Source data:
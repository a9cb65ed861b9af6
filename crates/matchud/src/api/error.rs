use axum::{
    Json,
    extract::multipart::MultipartError,
    http::StatusCode,
    response::{IntoResponse, Response},
};
use matchu_core::VerifyError;
use thiserror::Error;

#[derive(Debug, Error)]
pub enum ApiError {
    #[error("{0}")]
    MissingField(String),

    #[error("{field} must be an image upload.")]
    UnsupportedMediaType { field: &'static str },

    #[error("{field} is empty.")]
    EmptyUpload { field: &'static str },

    #[error("{field} exceeds {limit_mb} MB.")]
    TooLarge { field: &'static str, limit_mb: usize },

    #[error("malformed multipart body: {message}")]
    Multipart { status: StatusCode, message: String },

    #[error(transparent)]
    EngineUnavailable(#[from] VerifyError),

    #[error("internal error: {0}")]
    Internal(String),
}

#[derive(serde::Serialize)]
pub struct ErrorResponse {
    pub detail: String,
}

impl ApiError {
    pub fn status(&self) -> StatusCode {
        match self {
            ApiError::MissingField(_) => StatusCode::UNPROCESSABLE_ENTITY,
            ApiError::UnsupportedMediaType { .. } => StatusCode::UNSUPPORTED_MEDIA_TYPE,
            ApiError::EmptyUpload { .. } => StatusCode::BAD_REQUEST,
            ApiError::TooLarge { .. } => StatusCode::PAYLOAD_TOO_LARGE,
            ApiError::Multipart { status, .. } => *status,
            ApiError::EngineUnavailable(_) => StatusCode::SERVICE_UNAVAILABLE,
            ApiError::Internal(_) => StatusCode::INTERNAL_SERVER_ERROR,
        }
    }
}

impl From<MultipartError> for ApiError {
    fn from(e: MultipartError) -> Self {
        ApiError::Multipart {
            status: e.status(),
            message: e.body_text(),
        }
    }
}

impl IntoResponse for ApiError {
    fn into_response(self) -> Response {
        let status = self.status();
        if status.is_server_error() {
            tracing::warn!(status = status.as_u16(), error = %self, "request failed");
        }
        let body = Json(ErrorResponse {
            detail: self.to_string(),
        });
        (status, body).into_response()
    }
}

**EXERCISE AIM**: Copy every line above that holds the word "TooLarge".

**OUTPUT**:
    TooLarge { field: &'static str, limit_mb: usize },
            ApiError::TooLarge { .. } => StatusCode::PAYLOAD_TOO_LARGE,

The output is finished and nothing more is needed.